*TASK DETAILS*
Look through the data below, and copy each line that carries the word "PgPool".

*SOURCE DATA*

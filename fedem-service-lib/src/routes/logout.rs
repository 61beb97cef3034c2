use std::sync::Arc;

use axum::{Json, extract::State, http::HeaderMap, response::IntoResponse};
use fedem_adapters::authenticate_request;
use fedem_application::LogoutUseCase;
use fedem_core::UserStore;

use crate::service::ServiceConfig;

use super::{MessageResponse, error::ApiError};

#[tracing::instrument(name = "Logout", skip_all)]
pub async fn logout<U>(
    State((user_store, config)): State<(U, Arc<ServiceConfig>)>,
    headers: HeaderMap,
) -> Result<impl IntoResponse, ApiError>
where
    U: UserStore + Clone + 'static,
{
    let caller = authenticate_request(&headers, &config.jwt)?;

    let use_case = LogoutUseCase::new(user_store);
    use_case.execute(caller.user_id).await?;

    Ok(Json(MessageResponse::new("Logged out successfully")))
}
use chrono::{DateTime, Utc};
use fedem_core::{
    Email, NewUser, Password, User, UserStore, UserStoreError, Username,
};
use secrecy::{ExposeSecret, Secret};
use sqlx::{PgPool, Pool, Postgres};
use uuid::Uuid;

use super::password::{compute_password_hash, verify_password_hash};

const USER_COLUMNS: &str = "id, username, email, is_authorized, is_admin, refresh_token, \
     refresh_token_expiry, reset_password_token, reset_password_expiry, last_login, created_at";

#[derive(Clone)]
pub struct PostgresUserStore {
    pool: PgPool,
}

impl PostgresUserStore {
    pub fn new(pool: Pool<Postgres>) -> Self {
        PostgresUserStore { pool }
    }
}

#[derive(sqlx::FromRow)]
struct UserRow {
    id: Uuid,
    username: String,
    email: String,
    is_authorized: bool,
    is_admin: bool,
    refresh_token: Option<String>,
    refresh_token_expiry: Option<DateTime<Utc>>,
    reset_password_token: Option<String>,
    reset_password_expiry: Option<DateTime<Utc>>,
    last_login: Option<DateTime<Utc>>,
    created_at: DateTime<Utc>,
}

impl TryFrom<UserRow> for User {
    type Error = UserStoreError;

    fn try_from(row: UserRow) -> Result<Self, Self::Error> {
        let email = Email::try_from(Secret::from(row.email))
            .map_err(|e| UserStoreError::UnexpectedError(e.to_string()))?;
        let username = Username::parse(row.username)
            .map_err(|e| UserStoreError::UnexpectedError(e.to_string()))?;
        Ok(User {
            id: row.id,
            username,
            email,
            is_authorized: row.is_authorized,
            is_admin: row.is_admin,
            refresh_token: row.refresh_token.map(Secret::from),
            refresh_token_expiry: row.refresh_token_expiry,
            reset_password_token: row.reset_password_token,
            reset_password_expiry: row.reset_password_expiry,
            last_login: row.last_login,
            created_at: row.created_at,
        })
    }
}

fn unexpected(e: sqlx::Error) -> UserStoreError {
    UserStoreError::UnexpectedError(e.to_string())
}

impl PostgresUserStore {
    async fn fetch_one_where(
        &self,
        clause: &str,
        bind: &str,
    ) -> Result<User, UserStoreError> {
        let query = format!("SELECT {USER_COLUMNS} FROM users WHERE {clause}");
        let row = sqlx::query_as::<_, UserRow>(&query)
            .bind(bind)
            .fetch_optional(&self.pool)
            .await
            .map_err(unexpected)?;

        row.ok_or(UserStoreError::UserNotFound)?.try_into()
    }
}

#[async_trait::async_trait]
impl UserStore for PostgresUserStore {
    #[tracing::instrument(name = "Adding user to PostgreSQL", skip_all)]
    async fn add_user(&self, new_user: NewUser) -> Result<User, UserStoreError> {
        let password_hash = compute_password_hash(new_user.password)
            .await
            .map_err(UserStoreError::UnexpectedError)?;

        let id = Uuid::new_v4();
        let created_at = Utc::now();

        sqlx::query(
            "INSERT INTO users (id, username, email, password_hash, is_authorized, is_admin, created_at) \
             VALUES ($1, $2, $3, $4, FALSE, $5, $6)",
        )
        .bind(id)
        .bind(new_user.username.as_ref())
        .bind(new_user.email.as_ref().expose_secret())
        .bind(password_hash.expose_secret())
        .bind(new_user.is_admin)
        .bind(created_at)
        .execute(&self.pool)
        .await
        .map_err(|e| {
            if let Some(db_err) = e.as_database_error() {
                if db_err.constraint().is_some() {
                    return UserStoreError::UserAlreadyExists;
                }
            }
            unexpected(e)
        })?;

        Ok(User {
            id,
            username: new_user.username,
            email: new_user.email,
            is_authorized: false,
            is_admin: new_user.is_admin,
            refresh_token: None,
            refresh_token_expiry: None,
            reset_password_token: None,
            reset_password_expiry: None,
            last_login: None,
            created_at,
        })
    }

    #[tracing::instrument(name = "Validating user credentials in PostgreSQL", skip_all)]
    async fn authenticate_user(
        &self,
        email: &Email,
        password: &Password,
    ) -> Result<User, UserStoreError> {
        let stored_hash: Option<(String,)> =
            sqlx::query_as("SELECT password_hash FROM users WHERE email = $1")
                .bind(email.as_ref().expose_secret())
                .fetch_optional(&self.pool)
                .await
                .map_err(unexpected)?;

        let (stored_hash,) = stored_hash.ok_or(UserStoreError::UserNotFound)?;

        verify_password_hash(Secret::from(stored_hash), password.clone())
            .await
            .map_err(|_| UserStoreError::IncorrectPassword)?;

        self.get_user_by_email(email).await
    }

    #[tracing::instrument(name = "Retrieving user from PostgreSQL", skip_all)]
    async fn get_user(&self, id: Uuid) -> Result<User, UserStoreError> {
        let query = format!("SELECT {USER_COLUMNS} FROM users WHERE id = $1");
        let row = sqlx::query_as::<_, UserRow>(&query)
            .bind(id)
            .fetch_optional(&self.pool)
            .await
            .map_err(unexpected)?;

        row.ok_or(UserStoreError::UserNotFound)?.try_into()
    }

    async fn get_user_by_email(&self, email: &Email) -> Result<User, UserStoreError> {
        self.fetch_one_where("email = $1", email.as_ref().expose_secret())
            .await
    }

    #[tracing::instrument(name = "Listing users from PostgreSQL", skip_all)]
    async fn list_users(&self) -> Result<Vec<User>, UserStoreError> {
        let query = format!("SELECT {USER_COLUMNS} FROM users ORDER BY created_at");
        let rows = sqlx::query_as::<_, UserRow>(&query)
            .fetch_all(&self.pool)
            .await
            .map_err(unexpected)?;

        rows.into_iter().map(User::try_from).collect()
    }

    #[tracing::instrument(name = "Storing refresh token", skip_all)]
    async fn set_refresh_token(
        &self,
        id: Uuid,
        token: Secret<String>,
        expiry: DateTime<Utc>,
    ) -> Result<(), UserStoreError> {
        let result = sqlx::query(
            "UPDATE users SET refresh_token = $1, refresh_token_expiry = $2 WHERE id = $3",
        )
        .bind(token.expose_secret())
        .bind(expiry)
        .bind(id)
        .execute(&self.pool)
        .await
        .map_err(unexpected)?;

        if result.rows_affected() == 0 {
            return Err(UserStoreError::UserNotFound);
        }
        Ok(())
    }

    #[tracing::instrument(name = "Clearing refresh token", skip_all)]
    async fn clear_refresh_token(&self, id: Uuid) -> Result<(), UserStoreError> {
        let result = sqlx::query(
            "UPDATE users SET refresh_token = NULL, refresh_token_expiry = NULL WHERE id = $1",
        )
        .bind(id)
        .execute(&self.pool)
        .await
        .map_err(unexpected)?;

        if result.rows_affected() == 0 {
            return Err(UserStoreError::UserNotFound);
        }
        Ok(())
    }

    async fn find_by_refresh_token(&self, token: &str) -> Result<User, UserStoreError> {
        self.fetch_one_where("refresh_token = $1", token).await
    }

    async fn set_last_login(&self, id: Uuid, at: DateTime<Utc>) -> Result<(), UserStoreError> {
        let result = sqlx::query("UPDATE users SET last_login = $1 WHERE id = $2")
            .bind(at)
            .bind(id)
            .execute(&self.pool)
            .await
            .map_err(unexpected)?;

        if result.rows_affected() == 0 {
            return Err(UserStoreError::UserNotFound);
        }
        Ok(())
    }

    #[tracing::instrument(name = "Setting authorization flag", skip_all)]
    async fn set_authorization(
        &self,
        email: &Email,
        is_authorized: bool,
    ) -> Result<User, UserStoreError> {
        let query = format!(
            "UPDATE users SET is_authorized = $1 WHERE email = $2 RETURNING {USER_COLUMNS}"
        );
        let row = sqlx::query_as::<_, UserRow>(&query)
            .bind(is_authorized)
            .bind(email.as_ref().expose_secret())
            .fetch_optional(&self.pool)
            .await
            .map_err(unexpected)?;

        row.ok_or(UserStoreError::UserNotFound)?.try_into()
    }

    #[tracing::instrument(name = "Storing reset token", skip_all)]
    async fn set_reset_token(
        &self,
        id: Uuid,
        token: String,
        expiry: DateTime<Utc>,
    ) -> Result<(), UserStoreError> {
        let result = sqlx::query(
            "UPDATE users SET reset_password_token = $1, reset_password_expiry = $2 WHERE id = $3",
        )
        .bind(token)
        .bind(expiry)
        .bind(id)
        .execute(&self.pool)
        .await
        .map_err(unexpected)?;

        if result.rows_affected() == 0 {
            return Err(UserStoreError::UserNotFound);
        }
        Ok(())
    }

    async fn find_by_valid_reset_token(
        &self,
        token: &str,
        now: DateTime<Utc>,
    ) -> Result<User, UserStoreError> {
        let query = format!(
            "SELECT {USER_COLUMNS} FROM users \
             WHERE reset_password_token = $1 AND reset_password_expiry > $2"
        );
        let row = sqlx::query_as::<_, UserRow>(&query)
            .bind(token)
            .bind(now)
            .fetch_optional(&self.pool)
            .await
            .map_err(unexpected)?;

        row.ok_or(UserStoreError::UserNotFound)?.try_into()
    }

    #[tracing::instrument(name = "Set new password", skip_all)]
    async fn set_new_password(&self, id: Uuid, password: Password) -> Result<(), UserStoreError> {
        let password_hash = compute_password_hash(password)
            .await
            .map_err(UserStoreError::UnexpectedError)?;

        // Clearing the reset token in the same statement keeps it
        // single-use even if the process dies right after.
        let result = sqlx::query(
            "UPDATE users SET password_hash = $1, reset_password_token = NULL, \
             reset_password_expiry = NULL WHERE id = $2",
        )
        .bind(password_hash.expose_secret())
        .bind(id)
        .execute(&self.pool)
        .await
        .map_err(unexpected)?;

        if result.rows_affected() == 0 {
            return Err(UserStoreError::UserNotFound);
        }
        Ok(())
    }

    #[tracing::instrument(name = "Delete user from user store", skip_all)]
    async fn delete_user(&self, id: Uuid) -> Result<(), UserStoreError> {
        let result = sqlx::query("DELETE FROM users WHERE id = $1")
            .bind(id)
            .execute(&self.pool)
            .await
            .map_err(unexpected)?;

        if result.rows_affected() == 0 {
            return Err(UserStoreError::UserNotFound);
        }
        Ok(())
    }
}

*RESPONSE FOR THIS EXERCISE*
use sqlx::{PgPool, Pool, Postgres};
    pool: PgPool,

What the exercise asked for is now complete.